| Try it |
The lines from the top of the data down to the line with "const PMKID_LEN: usize = 16;" should be repeated exactly, both ends included.

(Records from a dataset)
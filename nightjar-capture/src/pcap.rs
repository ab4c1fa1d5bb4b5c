/* This Source Code Form is subject to the terms of the Mozilla Public
 * License, v. 2.0. If a copy of the MPL was not distributed with this
 * file, You can obtain one at https://mozilla.org/MPL/2.0/.
 *
 * (c) 2024 The Nightjar Authors.
 */

//! A radiotap/802.11/EAPOL walker over a classic (non-pcapng) pcap file, just
//! deep enough to recognize the four 4-way-handshake messages and the PMKID
//! KDE (§4.9). Malformed input is never fatal: every parse step returns
//! `Option`/`Result` and the caller (classifier.rs) downgrades any failure
//! to `Quality::None` per the §7 "Capture parse errors" policy.

const PCAP_MAGIC_LE: u32 = 0xa1b2c3d4;
const PCAP_MAGIC_LE_NS: u32 = 0xa1b23c4d;
const PCAP_GLOBAL_HEADER_LEN: usize = 24;
const PCAP_RECORD_HEADER_LEN: usize = 16;

const DOT11_HEADER_LEN: usize = 24;
const QOS_CONTROL_LEN: usize = 2;
const SNAP_HEADER: [u8; 8] = [0xAA, 0xAA, 0x03, 0x00, 0x00, 0x00, 0x88, 0x8E];

const EAPOL_KEY_TYPE: u8 = 3;
const EAPOL_HEADER_LEN: usize = 4;
const KEY_DESCRIPTOR_FIXED_LEN: usize = 1 + 2 + 2 + 8 + 32 + 16 + 8 + 8 + 16 + 2;

const KEY_INFO_INSTALL: u16 = 0x0040;
const KEY_INFO_ACK: u16 = 0x0080;
const KEY_INFO_MIC: u16 = 0x0100;
const KEY_INFO_SECURE: u16 = 0x0200;

const PMKID_KDE_TAG: u8 = 0xDD;
const PMKID_KDE_OUI: [u8; 3] = [0x00, 0x0F, 0xAC];
const PMKID_KDE_TYPE: u8 = 4;
const PMKID_LEN: usize = 16;

#[derive(thiserror::Error, Debug)]
pub enum PcapParseError {
    #[error("truncated or missing pcap global header")]
    ShortGlobalHeader,
    #[error("unrecognized pcap magic number")]
    BadMagic,
    #[error("truncated packet record")]
    ShortRecord,
}

#[derive(Copy, Clone, Debug, PartialEq, Eq)]
pub enum EapolMessage {
    M1,
    M2,
    M3,
    M4,
}

/// One parsed EAPOL-Key frame, enough to cross-check replay counters and
/// ANonce reuse across a handshake (§4.9).
#[derive(Clone, Debug)]
pub struct EapolKeyFrame {
    pub message: EapolMessage,
    pub timestamp_us: i64,
    pub replay_counter: u64,
    pub nonce: [u8; 32],
    pub has_pmkid: bool,
}

struct Cursor<'a> {
    data: &'a [u8],
    pos: usize,
}

impl<'a> Cursor<'a> {
    fn new(data: &'a [u8]) -> Self {
        Self { data, pos: 0 }
    }

    fn take(&mut self, n: usize) -> Option<&'a [u8]> {
        let end = self.pos.checked_add(n)?;
        if end > self.data.len() {
            return None;
        }
        let slice = &self.data[self.pos..end];
        self.pos = end;
        Some(slice)
    }

    fn u8(&mut self) -> Option<u8> {
        self.take(1).map(|b| b[0])
    }

    fn u16_le(&mut self) -> Option<u16> {
        self.take(2).map(|b| u16::from_le_bytes([b[0], b[1]]))
    }

    fn u32_le(&mut self) -> Option<u32> {
        self.take(4).map(|b| u32::from_le_bytes([b[0], b[1], b[2], b[3]]))
    }

    fn remaining(&self) -> usize {
        self.data.len() - self.pos
    }
}

/// One raw packet record's payload plus its capture timestamp, lifted out of
/// the pcap container before 802.11 parsing begins.
struct RawRecord<'a> {
    timestamp_us: i64,
    data: &'a [u8],
}

fn iter_records(file: &[u8]) -> Result<(bool, Vec<RawRecord<'_>>), PcapParseError> {
    if file.len() < PCAP_GLOBAL_HEADER_LEN {
        return Err(PcapParseError::ShortGlobalHeader);
    }
    let magic = u32::from_le_bytes([file[0], file[1], file[2], file[3]]);
    let nanosecond_resolution = match magic {
        PCAP_MAGIC_LE => false,
        PCAP_MAGIC_LE_NS => true,
        _ => return Err(PcapParseError::BadMagic),
    };

    let mut records = Vec::new();
    let mut cursor = Cursor::new(&file[PCAP_GLOBAL_HEADER_LEN..]);
    while cursor.remaining() > 0 {
        if cursor.remaining() < PCAP_RECORD_HEADER_LEN {
            break;
        }
        let ts_sec = cursor.u32_le().ok_or(PcapParseError::ShortRecord)?;
        let ts_frac = cursor.u32_le().ok_or(PcapParseError::ShortRecord)?;
        let incl_len = cursor.u32_le().ok_or(PcapParseError::ShortRecord)? as usize;
        let _orig_len = cursor.u32_le().ok_or(PcapParseError::ShortRecord)?;
        let payload = cursor.take(incl_len).ok_or(PcapParseError::ShortRecord)?;
        let frac_us = if nanosecond_resolution { ts_frac / 1000 } else { ts_frac };
        records.push(RawRecord { timestamp_us: ts_sec as i64 * 1_000_000 + frac_us as i64, data: payload });
    }
    Ok((nanosecond_resolution, records))
}

/// Skip the variable-length radiotap header (its own length field at bytes
/// 2-3, little-endian) and return what follows: the 802.11 MAC header.
fn skip_radiotap(frame: &[u8]) -> Option<&[u8]> {
    if frame.len() < 4 {
        return None;
    }
    let len = u16::from_le_bytes([frame[2], frame[3]]) as usize;
    frame.get(len..)
}

fn frame_control_type_subtype(header: &[u8]) -> Option<(u8, u8)> {
    let byte0 = *header.first()?;
    Some(((byte0 >> 2) & 0x03, (byte0 >> 4) & 0x0F))
}

/// Locate the EAPOL-Key body within one 802.11 data frame, if present.
fn find_eapol_body(mac_frame: &[u8]) -> Option<&[u8]> {
    let (frame_type, _subtype) = frame_control_type_subtype(mac_frame)?;
    if frame_type != 0x02 {
        return None; // not a data frame
    }
    let fc1 = *mac_frame.get(1)?;
    let qos = (mac_frame.first()? >> 7) & 0x01 == 1; // subtype bit 7 marks QoS data
    let mut offset = DOT11_HEADER_LEN;
    if qos {
        offset += QOS_CONTROL_LEN;
    }
    let _ = fc1;
    let body = mac_frame.get(offset..)?;
    let snap = body.get(0..8)?;
    if snap != SNAP_HEADER {
        return None;
    }
    let eapol = body.get(8..)?;
    if eapol.len() < EAPOL_HEADER_LEN {
        return None;
    }
    if eapol[1] != EAPOL_KEY_TYPE {
        return None;
    }
    eapol.get(EAPOL_HEADER_LEN..)
}

fn classify_message(key_info: u16) -> EapolMessage {
    let install = key_info & KEY_INFO_INSTALL != 0;
    let ack = key_info & KEY_INFO_ACK != 0;
    let mic = key_info & KEY_INFO_MIC != 0;
    let secure = key_info & KEY_INFO_SECURE != 0;
    match (ack, mic, secure, install) {
        (true, false, _, _) => EapolMessage::M1,
        (false, true, false, _) => EapolMessage::M2,
        (true, true, true, _) => EapolMessage::M3,
        _ => EapolMessage::M4,
    }
}

fn scan_pmkid(key_data: &[u8]) -> bool {
    let mut i = 0;
    while i + 2 <= key_data.len() {
        let tag = key_data[i];
        let len = key_data[i + 1] as usize;
        let value = match key_data.get(i + 2..i + 2 + len) {
            Some(v) => v,
            None => break,
        };
        if tag == PMKID_KDE_TAG && value.len() >= 3 + 1 + PMKID_LEN && value[0..3] == PMKID_KDE_OUI && value[3] == PMKID_KDE_TYPE {
            return true;
        }
        i += 2 + len;
    }
    false
}

fn parse_eapol_key(body: &[u8], timestamp_us: i64) -> Option<EapolKeyFrame> {
    if body.len() < KEY_DESCRIPTOR_FIXED_LEN {
        return None;
    }
    let mut c = Cursor::new(body);
    let _descriptor_type = c.u8()?;
    let key_info_be = c.take(2)?;
    let key_info = u16::from_be_bytes([key_info_be[0], key_info_be[1]]);
    let _key_length = c.take(2)?;
    let replay_counter_be = c.take(8)?;
    let replay_counter = u64::from_be_bytes(replay_counter_be.try_into().ok()?);
    let nonce_bytes = c.take(32)?;
    let mut nonce = [0_u8; 32];
    nonce.copy_from_slice(nonce_bytes);
    let _iv = c.take(16)?;
    let _rsc = c.take(8)?;
    let _reserved = c.take(8)?;
    let _mic = c.take(16)?;
    let key_data_len_be = c.take(2)?;
    let key_data_len = u16::from_be_bytes([key_data_len_be[0], key_data_len_be[1]]) as usize;
    let key_data = c.take(key_data_len.min(c.remaining())).unwrap_or(&[]);

    let message = classify_message(key_info);
    let has_pmkid = message == EapolMessage::M1 && scan_pmkid(key_data);

    Some(EapolKeyFrame { message, timestamp_us, replay_counter, nonce, has_pmkid })
}

/// Parse every frame in a pcap file byte blob and return the EAPOL-Key
/// frames found, in capture order. Any structural failure (bad magic,
/// truncated record) is surfaced as `PcapParseError`; individual frames
/// that fail to parse as 802.11/EAPOL are silently skipped, since a pcap
/// legitimately contains plenty of non-handshake traffic.
pub fn parse_eapol_frames(file: &[u8]) -> Result<Vec<EapolKeyFrame>, PcapParseError> {
    let (_ns, records) = iter_records(file)?;
    let mut frames = Vec::new();
    for record in records {
        let Some(mac_frame) = skip_radiotap(record.data) else { continue };
        let Some(eapol_body) = find_eapol_body(mac_frame) else { continue };
        if let Some(parsed) = parse_eapol_key(eapol_body, record.timestamp_us) {
            frames.push(parsed);
        }
    }
    Ok(frames)
}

| Exercise result |
filename nightjar-capture/src/pcap.rs
repository ab4c1fa1d5bb4b5c
/* This Source Code Form is subject to the terms of the Mozilla Public
 * License, v. 2.0. If a copy of the MPL was not distributed with this
 * file, You can obtain one at https://mozilla.org/MPL/2.0/.
 *
 * (c) 2024 The Nightjar Authors.
 */

//! A radiotap/802.11/EAPOL walker over a classic (non-pcapng) pcap file, just
//! deep enough to recognize the four 4-way-handshake messages and the PMKID
//! KDE (§4.9). Malformed input is never fatal: every parse step returns
//! `Option`/`Result` and the caller (classifier.rs) downgrades any failure
//! to `Quality::None` per the §7 "Capture parse errors" policy.

const PCAP_MAGIC_LE: u32 = 0xa1b2c3d4;
const PCAP_MAGIC_LE_NS: u32 = 0xa1b23c4d;
const PCAP_GLOBAL_HEADER_LEN: usize = 24;
const PCAP_RECORD_HEADER_LEN: usize = 16;

const DOT11_HEADER_LEN: usize = 24;
const QOS_CONTROL_LEN: usize = 2;
const SNAP_HEADER: [u8; 8] = [0xAA, 0xAA, 0x03, 0x00, 0x00, 0x00, 0x88, 0x8E];

const EAPOL_KEY_TYPE: u8 = 3;
const EAPOL_HEADER_LEN: usize = 4;
const KEY_DESCRIPTOR_FIXED_LEN: usize = 1 + 2 + 2 + 8 + 32 + 16 + 8 + 8 + 16 + 2;

const KEY_INFO_INSTALL: u16 = 0x0040;
const KEY_INFO_ACK: u16 = 0x0080;
const KEY_INFO_MIC: u16 = 0x0100;
const KEY_INFO_SECURE: u16 = 0x0200;

const PMKID_KDE_TAG: u8 = 0xDD;
const PMKID_KDE_OUI: [u8; 3] = [0x00, 0x0F, 0xAC];
const PMKID_KDE_TYPE: u8 = 4;
const PMKID_LEN: usize = 16;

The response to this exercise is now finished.